◆ WHAT IS REQUIRED:
Search the data for "ValidatedQuery" and copy every matching line.

Saved data entries:
Start of Block

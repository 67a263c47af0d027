//! Handlers for VIES VAT number validation.
//!
//! Served on both `/api/vies` and `/api/vies/validate`. Results are never
//! cacheable.

use axum::extract::State;

use crate::api::dto::vies::VatParams;
use crate::api::envelope::ApiResponse;
use crate::api::extract::{ValidatedJson, ValidatedQuery};
use crate::application::services::vies_service::UPSTREAM;
use crate::domain::entities::VatCheck;
use crate::error::AppError;
use crate::state::AppState;

/// `GET /api/vies/validate?vat=FR40303265045`
pub async fn vies_get_handler(
    State(state): State<AppState>,
    ValidatedQuery(params): ValidatedQuery<VatParams>,
) -> Result<ApiResponse<VatCheck>, AppError> {
    check(&state, params).await
}

/// `POST /api/vies/validate` with `{ "vat": ..., "traderName": ..., "traderAddress": ... }`
pub async fn vies_post_handler(
    State(state): State<AppState>,
    ValidatedJson(params): ValidatedJson<VatParams>,
) -> Result<ApiResponse<VatCheck>, AppError> {
    check(&state, params).await
}

async fn check(state: &AppState, params: VatParams) -> Result<ApiResponse<VatCheck>, AppError> {
    let result = state.vies_service.check(&params.into()).await?;
    Ok(ApiResponse::ok(result).upstream(Some(UPSTREAM)))
}
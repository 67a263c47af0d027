//! Request span layer.

use axum::body::Body;
use axum::extract::MatchedPath;
use axum::http::Request;
use tower_http::LatencyUnit;
use tower_http::classify::{ServerErrorsAsFailures, SharedClassifier};
use tower_http::trace::{DefaultOnResponse, TraceLayer};
use tracing::{Level, Span};

/// Opens an `INFO` span per request, named by the matched route template
/// rather than the raw URI so query strings never end up in span fields.
///
/// # Example Logs
///
/// ```text
/// INFO request{method=GET route=/api/fx}: finished processing request latency=143 ms status=200
/// ```
pub fn layer() -> TraceLayer<SharedClassifier<ServerErrorsAsFailures>, MakeSpan> {
    TraceLayer::new_for_http()
        .make_span_with(make_span as MakeSpan)
        .on_response(
            DefaultOnResponse::new()
                .level(Level::INFO)
                .latency_unit(LatencyUnit::Millis),
        )
}

type MakeSpan = fn(&Request<Body>) -> Span;

fn make_span(request: &Request<Body>) -> Span {
    let route = request
        .extensions()
        .get::<MatchedPath>()
        .map(MatchedPath::as_str)
        .unwrap_or_else(|| request.uri().path());

    tracing::info_span!("request", method = %request.method(), route)
}
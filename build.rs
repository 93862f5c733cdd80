use anyhow::*;
use fs_extra::copy_items;
use fs_extra::dir::CopyOptions;
use std::env;
use std::path::PathBuf;

fn main() -> Result<()> {
    // This tells Cargo to rerun this script if something in /assets/ changes.
    println!("cargo:rerun-if-changed=assets/*");

    let out_dir = env::var("OUT_DIR")?;
    let mut copy_options = CopyOptions::new();
    copy_options.overwrite = true;
    let mut paths_to_copy = Vec::new();
    paths_to_copy.push("assets/");
    let manifest_dir = PathBuf::from(env::var("CARGO_MANIFEST_DIR")?);
    let assets_src = manifest_dir.join("assets");
    if assets_src.exists() {
        copy_items(&paths_to_copy, out_dir, &copy_options)?;
    }

    Ok(())
}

End of Block

◆ EXERCISE ANSWER:
use crate::api::extract::{ValidatedJson, ValidatedQuery};
    ValidatedQuery(params): ValidatedQuery<VatParams>,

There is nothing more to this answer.